Education may be the most important battle in this war, and funds must be allocated for a National Mesothelioma Awareness Campaign in order to educate the public about these new initiatives. Funds should also be allocated for the training of Clinical Specialists in mesothelioma by the creation of a fellowship of 1 or 2 years in which individual(s) are exposed to various initiatives at MIREs. Such a program would also have a specific didactic curriculum. Moreover, funds should be allocated for a yearly International Mesothelioma Symposium to be held at cities with MIREs. This conference would highlight the newest benchwork and clinical advances in the disease.

We must use the power of the WEB and establish an electronic Mesothelioma Educational Resource Center which does not represent individual interests, but is coordinated by the MIREs and the sponsoring agencies. This resource would be a "one stop shop" for mesothelioma patients, family members and even local doctors to get comprehensive up to date info on mesothelioma. Information and articles about the disease itself, as well as current information on all available clinical trials and drugs, with protocols, eligibility criteria, etc. could be provided. A listserve discussion group encouraging stories to overcome hopelessness would be available with information on general financial assistance, pain management, hospice information, obtaining VA benefits.

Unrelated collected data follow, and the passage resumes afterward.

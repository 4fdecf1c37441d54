//! Zonecast Core - shared library for the Zonecast bridge.
//!
//! This crate bridges a home audio controller's live playback state to a
//! Google Cast class receiver: it discovers receivers on the local network,
//! maintains a single stateful application session with the selected one,
//! and reliably delivers size-sanitized playback-state messages to it.
//!
//! # Architecture
//!
//! The crate is organized into several modules:
//!
//! - [`cast`]: receiver discovery, device registry, the session state machine,
//!   the playback dispatcher and payload sanitization
//! - [`controller`]: the audio-controller boundary (event ingest, snapshots)
//! - [`events`]: event system for real-time client communication
//! - [`artwork`]: best-effort supplemental artist image lookups
//! - [`images`]: hosted artwork store behind the `/images` endpoint
//! - [`api`]: HTTP/WebSocket facade
//! - [`bootstrap`]: the composition root
//! - [`error`]: centralized error types
//!
//! # Abstraction Traits
//!
//! Two traits decouple the core from its environment:
//!
//! - [`Transport`](cast::transport::Transport): the receiver link, so the
//!   session engine is testable against an in-memory fake
//! - [`EventEmitter`](events::EventEmitter): domain event delivery

#![warn(clippy::all)]

pub mod api;
pub mod artwork;
pub mod bootstrap;
pub mod cast;
pub mod config;
pub mod context;
pub mod controller;
pub mod error;
pub mod events;
pub mod images;
pub mod prefs;
pub mod protocol_constants;
pub mod utils;

// Re-export commonly used types at the crate root
pub use bootstrap::{bootstrap_services, BridgeServices};
pub use cast::{
    CastError, CastService, CastSnapshot, CastStatus, Device, DeviceRegistry, MessageKind,
    PlayState, PlaybackPayload, SessionControl, SessionHandle,
};
pub use config::Config;
pub use context::{IpDetector, LocalIpDetector, NetworkContext, NetworkError};
pub use controller::{ControllerSnapshot, ControllerState, ControllerUpdate};
pub use error::{BridgeError, BridgeResult, ErrorCode};
pub use events::{
    BroadcastEvent, BroadcastEventBridge, CastEvent, ControllerEvent, EventEmitter,
    LoggingEventEmitter, NoopEventEmitter,
};
pub use images::ImageStore;
pub use prefs::{Preferences, PreferencesStore};
pub use utils::now_millis;

// Re-export API types
pub use api::{start_server, AppState, ServerError};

I hope that this letter from MARF transmits the willingness and excitement of our Directors, Scientists, and Family Advocates to take the first step in finding a solution to the anxiety of risk and the eventuality of death that define the mesothelioma problem in the United States. Our organization, our hospitals and our Universities want to be the foot soldiers in this battle, and we want to do it responsibly through the peer-review mechanism. Our hope is that our enthusiastic and persistent advocacy for the disease will translate into targeted funding so that we and others can make the "return on investment" for this endeavor be longer and less painful lives for our patients. The responsibility for such a return would be for those serious about this disease, and I am sure that such a cadre of talented and motivated individuals would welcome the challenge.